Introduction
The skin grafts are the common surgical treatment for wound cover in Plastic surgery. The donor site of the skin grafting site expected to be healed without any complication or abnormal scarring. Low-level laser therapy (LLLT) or Photo biomodulation (PBM) is a form of medicine that applies low-level (low-power) lasers or light-emitting diodes (LEDs) to the surface of the body.1 The data suggests that LLLT facilitates collagen synthesis,2 keratinocyte cell motility,3 growth factor release3 and transforms fibroblasts to myofibroblasts.4 In this article we report the use of Low-Level Laser therapy in augmenting the wound healing of the skin graft donor site.
Materials and Methods
This study was conducted in the Department of Plastic Surgery in a tertiary care institute. Informed consent was obtained from the patient under study. Department scientific committee approval was obtained. It is a single center, non-randomized, non-controlled study. LLLT was applied to the skin graft donor site in two patients.

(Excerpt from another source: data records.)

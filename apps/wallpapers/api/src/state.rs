//! Shared application state passed to the route builders and the readiness check.

use std::sync::Arc;

use domain_wallpapers::{FeatureExtractor, FeatureStore, ImageGenerator};

/// Cloned per router; every field is a pool or an `Arc`.
#[derive(Clone)]
pub struct AppState {
    pub config: crate::config::Config,
    /// PostgreSQL connection pool
    pub db: database::postgres::DatabaseConnection,
    /// Vector store holding one feature vector per wallpaper
    pub features: Arc<dyn FeatureStore>,
    pub extractor: Arc<dyn FeatureExtractor>,
    pub generator: Arc<dyn ImageGenerator>,
}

The patient 1 under study was a 63-year-old female, with no other known co morbidities presented with a non-healing venous ulcer on the right leg. Her wound was managed according to international standard guidelines. A split thickness skin graft was harvested on her right upper thigh for closure of the wound. Low level laser therapy was applied to the skin graft donor site to facilitate wound healing (Figure 1).

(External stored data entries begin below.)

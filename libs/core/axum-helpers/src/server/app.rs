use super::shutdown::ShutdownCoordinator;
use crate::errors::handlers::not_found;
use crate::middleware::{API_KEY_HEADER, security_headers};
use axum::{
    Router,
    http::{HeaderName, HeaderValue, Method, header},
    middleware,
};
use core_config::server::ServerConfig;
use std::io;
use std::time::Duration;
use tower_http::compression::CompressionLayer;
use tower_http::cors::{AllowOrigin, CorsLayer};
use tower_http::trace::{DefaultMakeSpan, DefaultOnResponse, TraceLayer};
use tracing::{Level, info};
use utoipa::OpenApi;

/// Parses `CORS_ALLOWED_ORIGIN` (comma separated) into a CORS layer.
fn cors_layer_from_env() -> io::Result<CorsLayer> {
    let origins_str = std::env::var("CORS_ALLOWED_ORIGIN").map_err(|_| {
        io::Error::new(
            io::ErrorKind::InvalidInput,
            "CORS_ALLOWED_ORIGIN environment variable is required. Example: CORS_ALLOWED_ORIGIN=http://localhost:3000",
        )
    })?;

    let allowed_origins = origins_str
        .split(',')
        .map(str::trim)
        .filter(|s| !s.is_empty())
        .map(str::parse::<HeaderValue>)
        .collect::<Result<Vec<_>, _>>()
        .map_err(|e| {
            io::Error::new(
                io::ErrorKind::InvalidInput,
                format!("Invalid CORS_ALLOWED_ORIGIN value: {}", e),
            )
        })?;

    if allowed_origins.is_empty() {
        return Err(io::Error::new(
            io::ErrorKind::InvalidInput,
            "CORS_ALLOWED_ORIGIN cannot be empty",
        ));
    }

    info!("CORS configured with allowed origins: {}", origins_str);

    Ok(CorsLayer::new()
        .allow_origin(AllowOrigin::list(allowed_origins))
        .allow_methods([Method::GET, Method::POST, Method::DELETE, Method::OPTIONS])
        .allow_headers([
            header::CONTENT_TYPE,
            header::ACCEPT,
            HeaderName::from_static(API_KEY_HEADER),
        ])
        .max_age(Duration::from_secs(3600)))
}

/// Wraps the API routes with documentation UIs and cross-cutting middleware.
///
/// - OpenAPI documentation (Swagger UI, ReDoc, RapiDoc, Scalar)
/// - API routes nested under `/api`
/// - Tracing, security headers, CORS and response compression
/// - JSON 404 fallback
///
/// `CORS_ALLOWED_ORIGIN` must be set. Health endpoints are merged by the
/// application afterwards.
pub async fn create_router<T>(apis: Router) -> io::Result<Router>
where
    T: OpenApi + 'static,
{
    use utoipa_rapidoc::RapiDoc;
    use utoipa_redoc::{Redoc, Servable as RedocServable};
    use utoipa_scalar::{Scalar, Servable as ScalarServable};
    use utoipa_swagger_ui::SwaggerUi;

    let cors_layer = cors_layer_from_env()?;

    let router = Router::new()
        .merge(SwaggerUi::new("/swagger-ui").url("/api-docs/openapi.json", T::openapi()))
        .merge(Redoc::with_url("/redoc", T::openapi()))
        .merge(RapiDoc::new("/api-docs/openapi.json").path("/rapidoc"))
        .merge(Scalar::with_url("/scalar", T::openapi()))
        .nest("/api", apis)
        .fallback(not_found)
        .layer(
            TraceLayer::new_for_http()
                .make_span_with(DefaultMakeSpan::new().level(Level::INFO))
                .on_response(DefaultOnResponse::new().level(Level::INFO)),
        )
        .layer(middleware::from_fn(security_headers))
        .layer(cors_layer)
        .layer(CompressionLayer::new());

    Ok(router)
}

/// Serves the router until SIGINT/SIGTERM, then runs `cleanup` under
/// `shutdown_timeout`.
pub async fn create_production_app<F>(
    router: Router,
    server_config: &ServerConfig,
    shutdown_timeout: Duration,
    cleanup: F,
) -> io::Result<()>
where
    F: std::future::Future<Output = ()> + Send + 'static,
{
    let coordinator = ShutdownCoordinator::default();
    let mut shutdown_rx = coordinator.subscribe();

    let listener = tokio::net::TcpListener::bind(server_config.address()).await?;
    info!("Server starting on {}", listener.local_addr()?);

    let signal_handle = {
        let coordinator = coordinator.clone();
        tokio::spawn(async move { coordinator.wait_for_signal().await })
    };

    let mut cleanup_rx = coordinator.subscribe();
    let cleanup_handle = tokio::spawn(async move {
        let _ = cleanup_rx.recv().await;

        info!("Starting cleanup tasks (timeout: {:?})", shutdown_timeout);
        match tokio::time::timeout(shutdown_timeout, cleanup).await {
            Ok(()) => info!("Cleanup completed successfully"),
            Err(_) => tracing::warn!(
                "Cleanup exceeded timeout of {:?}, forcing shutdown",
                shutdown_timeout
            ),
        }
    });

    let serve_result = axum::serve(listener, router.into_make_service())
        .with_graceful_shutdown(async move {
            let _ = shutdown_rx.recv().await;
        })
        .await
        .inspect_err(|e| tracing::error!("Server encountered an error: {:?}", e));

    // A serve error never went through the signal path; release the cleanup task.
    coordinator.shutdown();
    signal_handle.abort();
    cleanup_handle.await.ok();

    serve_result
}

The patient 2 under study was a 45-year-old male, with no known comorbidities had electrical burns over chest, abdomen, right thigh. His wound was managed according to guidelines. A split thickness skin graft was taken from his left thigh for wound cover. Low level laser therapy was applied to the skin graft donor site to facilitate wound healing (Figure 2).

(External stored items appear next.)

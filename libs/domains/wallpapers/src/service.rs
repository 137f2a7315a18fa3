use std::sync::Arc;

use tracing::warn;

use crate::error::{WallpaperError, WallpaperResult};
use crate::models::{AdjacentFilter, Category, Direction, Wallpaper, WallpaperFilter, WallpaperPage};
use crate::repository::{CatalogRepository, WallpaperRepository, order_by_feature_ids};
use crate::vector::{FeatureStore, FetchPolicy, fetch_features};

/// Read side of the catalog: filtered listing, browsing and similarity
#[derive(Clone)]
pub struct WallpaperService {
    wallpapers: Arc<dyn WallpaperRepository>,
    catalog: Arc<dyn CatalogRepository>,
    features: Arc<dyn FeatureStore>,
    fetch_policy: FetchPolicy,
    images_base_url: Option<String>,
}

impl WallpaperService {
    pub fn new(
        wallpapers: Arc<dyn WallpaperRepository>,
        catalog: Arc<dyn CatalogRepository>,
        features: Arc<dyn FeatureStore>,
    ) -> Self {
        Self {
            wallpapers,
            catalog,
            features,
            fetch_policy: FetchPolicy::default(),
            images_base_url: None,
        }
    }

    /// Prefix for relative category image paths
    pub fn with_images_base_url(mut self, base_url: Option<String>) -> Self {
        self.images_base_url = base_url
            .map(|url| url.trim_end_matches('/').to_string())
            .filter(|url| !url.is_empty());
        self
    }

    pub fn with_fetch_policy(mut self, policy: FetchPolicy) -> Self {
        self.fetch_policy = policy;
        self
    }

    pub async fn list(&self, filter: WallpaperFilter) -> WallpaperResult<WallpaperPage> {
        self.wallpapers.list(&filter).await
    }

    pub async fn get(&self, id: i32) -> WallpaperResult<Wallpaper> {
        self.wallpapers
            .get_by_id(id)
            .await?
            .ok_or_else(|| WallpaperError::wallpaper_not_found(id))
    }

    pub async fn adjacent(
        &self,
        filter: AdjacentFilter,
        direction: Direction,
    ) -> WallpaperResult<Wallpaper> {
        let label = match direction {
            Direction::Next => "next",
            Direction::Previous => "previous",
        };
        self.wallpapers
            .find_adjacent(&filter, direction)
            .await?
            .ok_or_else(|| WallpaperError::NotFound(format!("No {} wallpaper", label)))
    }

    /// Wallpapers whose feature vectors are closest to this one's, in ranking
    /// order. Empty when the wallpaper has no stored vector.
    pub async fn similar(&self, id: i32, limit: usize) -> WallpaperResult<Vec<Wallpaper>> {
        let wallpaper = self.get(id).await?;
        let feature_id = wallpaper.feature_id;
        if feature_id == 0 {
            return Ok(Vec::new());
        }

        let features = match fetch_features(&*self.features, feature_id, &self.fetch_policy).await
        {
            Ok(features) => features,
            Err(WallpaperError::FeatureNotFound(_)) => {
                warn!(wallpaper_id = id, feature_id, "Feature vector missing for wallpaper");
                return Ok(Vec::new());
            }
            Err(e) => return Err(e),
        };

        let feature_ids = self
            .features
            .find_similar(features, limit, feature_id)
            .await?;
        if feature_ids.is_empty() {
            return Ok(Vec::new());
        }

        let owners = self.wallpapers.find_by_feature_ids(&feature_ids).await?;
        Ok(order_by_feature_ids(&feature_ids, owners))
    }

    pub async fn list_categories(&self) -> WallpaperResult<Vec<Category>> {
        let mut categories = self.catalog.list_categories().await?;
        if let Some(base) = &self.images_base_url {
            for category in &mut categories {
                if let Some(url) = category.image_url.as_mut() {
                    if !url.starts_with("http://") && !url.starts_with("https://") {
                        *url = format!("{}/{}", base, url.trim_start_matches('/'));
                    }
                }
            }
        }
        Ok(categories)
    }

    /// Looks up a category by exact name
    pub async fn find_category(&self, name: &str) -> WallpaperResult<Option<Category>> {
        self.catalog.find_category(name).await
    }
}

#[cfg(test)]
mod tests {
    use super::*;
    use crate::models::NewWallpaper;
    use crate::repository::{InMemoryWallpaperRepository, MockCatalogRepository};
    use crate::vector::{FEATURE_DIMENSION, InMemoryFeatureStore, MockFeatureStore};
    use chrono::Utc;
    use std::time::Duration;

    fn vector(axis: usize, spill: f32) -> Vec<f32> {
        let mut v = vec![0.0; FEATURE_DIMENSION];
        v[axis] = 1.0;
        v[axis + 1] = spill;
        v
    }

    async fn insert(repo: &InMemoryWallpaperRepository, feature_id: i64) -> Wallpaper {
        let category = repo.get_or_create_category("nature").await.unwrap();
        repo.insert(NewWallpaper {
            title: format!("w{}", feature_id),
            description: String::new(),
            image_url: "/images/w.jpg".into(),
            thumbnail_url: String::new(),
            medium_url: None,
            category_id: category.id,
            feature_id,
            tag_ids: vec![],
        })
        .await
        .unwrap()
    }

    fn service(repo: &InMemoryWallpaperRepository, store: Arc<dyn FeatureStore>) -> WallpaperService {
        WallpaperService::new(Arc::new(repo.clone()), Arc::new(repo.clone()), store).with_fetch_policy(
            FetchPolicy {
                attempts: 2,
                backoff: Duration::from_millis(1),
                timeout: Duration::from_secs(1),
            },
        )
    }

    #[tokio::test]
    async fn test_similar_follows_ranking_and_skips_orphans() {
        let repo = InMemoryWallpaperRepository::new();
        let store = InMemoryFeatureStore::new();

        let query_id = store.store(vector(0, 0.0)).await.unwrap();
        let far_id = store.store(vector(0, 0.9)).await.unwrap();
        let near_id = store.store(vector(0, 0.1)).await.unwrap();
        // closest of all, but no wallpaper owns it
        store.store(vector(0, 0.05)).await.unwrap();

        let query = insert(&repo, query_id).await;
        let far = insert(&repo, far_id).await;
        let near = insert(&repo, near_id).await;

        let service = service(&repo, Arc::new(store));
        let similar = service.similar(query.id, 10).await.unwrap();

        let ids: Vec<i32> = similar.iter().map(|w| w.id).collect();
        assert_eq!(ids, vec![near.id, far.id]);
    }

    #[tokio::test]
    async fn test_similar_without_features_is_empty() {
        let repo = InMemoryWallpaperRepository::new();
        let wallpaper = insert(&repo, 0).await;

        let service = service(&repo, Arc::new(MockFeatureStore::new()));
        assert!(service.similar(wallpaper.id, 10).await.unwrap().is_empty());
    }

    #[tokio::test]
    async fn test_similar_with_missing_vector_is_empty() {
        let repo = InMemoryWallpaperRepository::new();
        let wallpaper = insert(&repo, 5).await;

        let service = service(&repo, Arc::new(InMemoryFeatureStore::new()));
        assert!(service.similar(wallpaper.id, 10).await.unwrap().is_empty());
    }

    #[tokio::test]
    async fn test_similar_surfaces_store_outage() {
        let repo = InMemoryWallpaperRepository::new();
        let wallpaper = insert(&repo, 5).await;

        let mut store = MockFeatureStore::new();
        store
            .expect_get()
            .returning(|_| Err(WallpaperError::VectorStore("down".into())));

        let service = service(&repo, Arc::new(store));
        assert!(matches!(
            service.similar(wallpaper.id, 10).await,
            Err(WallpaperError::VectorStore(_))
        ));
    }

    #[tokio::test]
    async fn test_similar_unknown_wallpaper_is_not_found() {
        let repo = InMemoryWallpaperRepository::new();
        let service = service(&repo, Arc::new(InMemoryFeatureStore::new()));
        assert!(matches!(
            service.similar(1, 10).await,
            Err(WallpaperError::NotFound(_))
        ));
    }

    #[tokio::test]
    async fn test_adjacent_by_id() {
        let repo = InMemoryWallpaperRepository::new();
        let first = insert(&repo, 0).await;
        let second = insert(&repo, 0).await;
        let third = insert(&repo, 0).await;
        let service = service(&repo, Arc::new(InMemoryFeatureStore::new()));

        let filter = |id| AdjacentFilter {
            current_id: id,
            category: None,
            search: None,
        };

        let next = service.adjacent(filter(second.id), Direction::Next).await.unwrap();
        assert_eq!(next.id, first.id);
        let previous = service
            .adjacent(filter(second.id), Direction::Previous)
            .await
            .unwrap();
        assert_eq!(previous.id, third.id);

        assert!(matches!(
            service.adjacent(filter(first.id), Direction::Next).await,
            Err(WallpaperError::NotFound(_))
        ));
        assert!(matches!(
            service.adjacent(filter(third.id), Direction::Previous).await,
            Err(WallpaperError::NotFound(_))
        ));
    }

    #[tokio::test]
    async fn test_category_images_get_base_url() {
        let now = Utc::now();
        let mut catalog = MockCatalogRepository::new();
        catalog.expect_list_categories().returning(move || {
            Ok(vec![
                Category {
                    id: 1,
                    name: "abstract".into(),
                    image_url: Some("/categories/abstract.jpg".into()),
                    created_at: now,
                    updated_at: now,
                },
                Category {
                    id: 2,
                    name: "nature".into(),
                    image_url: Some("https://cdn.example.com/nature.jpg".into()),
                    created_at: now,
                    updated_at: now,
                },
                Category {
                    id: 3,
                    name: "space".into(),
                    image_url: None,
                    created_at: now,
                    updated_at: now,
                },
            ])
        });

        let service = WallpaperService::new(
            Arc::new(InMemoryWallpaperRepository::new()),
            Arc::new(catalog),
            Arc::new(InMemoryFeatureStore::new()),
        )
        .with_images_base_url(Some("https://images.example.com/".into()));

        let categories = service.list_categories().await.unwrap();
        assert_eq!(
            categories[0].image_url.as_deref(),
            Some("https://images.example.com/categories/abstract.jpg")
        );
        assert_eq!(
            categories[1].image_url.as_deref(),
            Some("https://cdn.example.com/nature.jpg")
        );
        assert_eq!(categories[2].image_url, None);
    }
}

LLLT was given to the wound bed in four sessions once in 5 days for a total of four session, after each session of wound inspection and dressing. Gallium Arsenide (GaAs) diode red laser (wavelength 650 nm, frequency 10 kHz and output power 100 mW) was used as a source of LLLT. It is a continuous beam laser with an energy density of 4 J/cm2. Machine delivers laser in scanning mode (non-contact delivery) with 60 cm distance between laser source and wound. In each session, the wound was given laser therapy for duration of 125 second followed by non-adherent absorbent dressing.
Results
Donor site healed well after low level laser therapy session (Figure 1, Figure 2). Post therapy period was uneventful.
Discussion
Low level Laser uses energy much less than that is used for cutting, ablation therapy.4 By definition Low-level lasers are one with power density less than 500 mW/cm.2 LLLT is used as an adjuvant to conventional therapy with promising results, in patients with ulcers.5 LLLT is a form of phototherapy that use electromagnetic radiation. LLLT does not generate heat but produces photochemical and photophysical effects, with the intention of re-establishing cell homeostasis. Essentially, light energy is delivered topically in a controlled, safe manner and it is absorbed by photo-absorbers (chromophores) that transform it into chemical energy.6 Positive effects of LLLT are: It accelerates tissue repair, increases the formation of granulation tissue, helps in wound contraction, decreases inflammation, modulation, and it also helps in pain reduction.7, 8, 6, 9 According to the literature, low-energy photoemissions given at a wavelength range of 600nm to 900nm accelerates cell proliferation and wound healing processes.9 Its action is thought to: Stimulate respiratory chain components such as flavin and cytochromes which increase adenosine triphosphate (ATP) synthesis, thus enhancing the rate of mitoses and increasing fibroblast numbers, stimulate collagen and elastin production, leading to better reepithelialisation, stimulate microcirculation and dilatation of the capillaries and neovascularisation to increase tissue oxygenation, liberate mediator substances such as histamine, serotonin and bradykinin to influence macrophages, regenerate lymphatic vessels.
Numerous case reports and clinical trials with humans have shown impressive wound healing outcomes using LLLT. Further work with animals has also supported the use of LLLT to facilitate wound healing.10, 11 The exact mechanism by which LLLT facilitates wound healing is largely unknown. However, several theories may help explain the enhanced wound contraction observed here. In vitro studies have shown an increase in fibroblast proliferation after therapy.11, 12 suggesting that LLLT therapy may facilitate fibroplasia during the repair phase of tissue healing. Pourreau-Schneider et al,4 who reported that laser irradiation transforms fibroblasts into myofibroblasts. Myofibroblasts are directly involved in granulation tissue contraction, and increased numbers could lead to facilitated wound contraction. A myofibroblast is a modified fibroblast with ultrastructural and functional properties of fibroblasts and muscle cells. Cytoplasmic fibrils of actomyosin allow for contraction of myofibroblasts, pulling on the borders of the wound and reducing the size during the repair phase of soft tissue healing.13 LLLT may have caused release of tissue growth factors into circulation, which may have affected surrounding tissues or entire systems. Indirect healing could be a very beneficial effect of this modality in treating tissue damage of large size or at multiple locations. It might also suggest that deeper tissues could be affected by light therapy.